First, let me say that I appreciate a lot of what McCracken says about the Bible and the Church in his model. I might tweak some of his language about the Bible to better fit my understanding, but I agree with the basic idea that the Bible is a source for knowledge and understanding about how the People of God have experienced the divine. For Christians, the Bible is an essential source of wisdom and understanding about God and the world. The problem we will explore a bit later is how modern people can read, interpret, and understand this ancient document.
One of the keys to reading the Bible is a community. I also appreciate what McCracken has to say about the church.
It’s important for our sanity in today’s world that we are grounded in physical, regular community. The local church provides this… The other aspect of church that gives us sanity is its historical continuity. Time-tested theology. It’s the reassurance that we are not reinventing the wheel here. There are church practices and beliefs that have been practiced and believed for 2,000 years. We need to surround ourselves with this.
Being grounded in a community as well as a tradition is an important part of Wisdom. However, there are numerous examples of how the tradition has changed and evolved over time; issues related to race, slavery, and women, for example. You can even see within the text of the Bible itself an evolution of understanding as Paul, for example, reinterprets and applies Scripture to his current context and experience (see The Evolutionary Gospel). In addition, after the Reformation, we have a multitude of traditions (denominations) that are interpreting the same Scripture in some cases very differently.
Quadrilaterals instead of Pyramids?
One of my seminary professors, Rady Roldan-Figueroa, once shared something helpful in class that I have returned to again and again when faced with this question about how to interpret the Bible. (I’m honestly surprised I’ve never written about this before because I refer to it so often.) It has helpful implications for how to approach a model for Wisdom as well.
The Wesleyan Quadrilateral is a method for theological interpretation that is attributed to John Wesley, the founder of Methodism, but was formulated by Albert Outler in the 20th Century. The basic idea is that there are four sources for understanding and interpreting our faith: Scripture, Tradition, Experience, and Reason. In the Wesleyan formulation (and many Protestant theologies) Scripture is the primary authority. Tradition, Experience, and Reason are filtered through Scripture to arrive at the Truth. One problem with this model is that we always read Scripture with our own Tradition, Reason, and Experience. There is not a way to read and interpret Scripture somehow purely and apart from these influences. The idea that this is even possible is perhaps what creates so many problems with the rigid certitude that many Christians have about the particular interpretation or understanding that they have about what Scripture means.

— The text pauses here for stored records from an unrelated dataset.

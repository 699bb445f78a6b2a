use super::*;

/// Builds PNG chunk streams, with correct CRCs.
///
/// This doesn't make an *image*, just the container layout. It's enough to
/// produce data that [`RawChunkIter`] reads back, which is handy for embedding
/// a card into some existing chunks or for building test inputs.
///
/// ```
/// use chara_card::png::*;
/// let png = PngWriter::new().text_chunk("chara", b"e30=").finish();
/// let chunks: Vec<_> = RawChunkIter::new(&png).unwrap().map(Result::unwrap).collect();
/// assert_eq!(chunks.len(), 2);
/// assert!(chunks.iter().all(|c| c.is_crc_correct()));
/// ```
#[derive(Debug, Clone, PartialEq, Eq)]
pub struct PngWriter {
  bytes: Vec<u8>,
}
impl Default for PngWriter {
  #[inline]
  fn default() -> Self {
    Self::new()
  }
}
impl PngWriter {
  /// Starts a new stream with the signature already written.
  #[inline]
  #[must_use]
  pub fn new() -> Self {
    Self { bytes: PNG_SIGNATURE.to_vec() }
  }

  /// Appends a chunk of any type.
  ///
  /// ## Panics
  /// * If `data` is longer than `u32::MAX`, which no PNG chunk can be.
  #[must_use]
  pub fn chunk(mut self, chunk_ty: ChunkType, data: &[u8]) -> Self {
    let len = u32::try_from(data.len()).unwrap_or_else(|_| panic!("chunk data too long"));
    self.bytes.extend_from_slice(&len.to_be_bytes());
    self.bytes.extend_from_slice(chunk_ty.as_bytes());
    self.bytes.extend_from_slice(data);
    self.bytes.extend_from_slice(&png_crc(chunk_ty, data).to_be_bytes());
    self
  }

  /// Appends a `tEXt` chunk holding `keyword\0value`.
  #[must_use]
  pub fn text_chunk(self, keyword: &str, value: &[u8]) -> Self {
    let mut data = Vec::with_capacity(keyword.len() + 1 + value.len());
    data.extend_from_slice(keyword.as_bytes());
    data.push(0);
    data.extend_from_slice(value);
    self.chunk(ChunkType::tEXt, &data)
  }

  /// Appends the `IEND` chunk and gives back the bytes.
  #[inline]
  #[must_use]
  pub fn finish(self) -> Vec<u8> {
    self.chunk(ChunkType::IEND, &[]).bytes
  }

  /// Gives back the bytes without adding `IEND`.
  #[inline]
  #[must_use]
  pub fn into_bytes(self) -> Vec<u8> {
    self.bytes
  }
}
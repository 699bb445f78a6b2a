#![forbid(unsafe_code)]

//! A crate for pulling character card metadata out of PNG files.
//!
//! Character cards are PNG images with a JSON description of the character
//! hidden in a `tEXt` chunk, usually under the keyword `chara`. Getting it back
//! out sounds easy, but the text has been through a lot of different tools:
//! sometimes it's Base64, sometimes raw JSON, sometimes re-encoded as Latin-1.
//!
//! * [`png`] walks the chunks and splits text chunks.
//! * [`keyword_matches`] decides which keyword is the card.
//! * [`decode`] turns the value bytes into JSON.
//! * [`Scanner`] ties it all together.
//!
//! ```
//! use chara_card::{png::PngWriter, scan_for_metadata};
//! let png = PngWriter::new().text_chunk("chara", b"eyJuYW1lIjoiRm9vIn0=").finish();
//! let card = scan_for_metadata(&png, "chara").unwrap();
//! assert_eq!(card["name"], "Foo");
//! ```
//!
//! The crate never does I/O, reading the file is up to you.

mod parser_helpers;

pub mod card;
pub use card::*;

pub mod decode;

mod error;
pub use error::*;

mod keyword;
pub use keyword::*;

pub mod observe;
pub use observe::{NoopObserver, ScanObserver, TracingObserver};

pub mod png;

mod scan;
pub use scan::*;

This is where my seminary professor really blew my mind. He argued that we should try to keep these four elements in a dynamic tension and dialogue with each other. Furthermore, many of the distortions of the faith in the Christian Tradition come from emphasizing one of these elements over the others. For example, the Roman Catholic Church tends to emphasize Tradition over the other elements. This sometimes results in interpretations or practices that have lost their connections to people’s experience, reason, or Scripture. In Pentecostalism Experience is exalted above the other elements. The search to include a real lived experience and encounter with God can and does lead some to abandon Reason, Tradition, or even Scripture in light of some new revelation of God. The worst of that stream has no checks or balances for what God is supposedly speaking to people. Indeed, God has “said” some strange and dangerous things to people when Experience trumps all other forms of interpretation. Reason is sometimes idolized by mainstream Protestants and in some cases makes it easy for them to abandon elements of the Christian Tradition, and in many ways adopt a materialist, scientific outlook with a thin veneer of religion. This doesn’t have to mean that religion and science or reason are at odds, but in this distortion, they are no longer in dialogue or tension when one trumps the other.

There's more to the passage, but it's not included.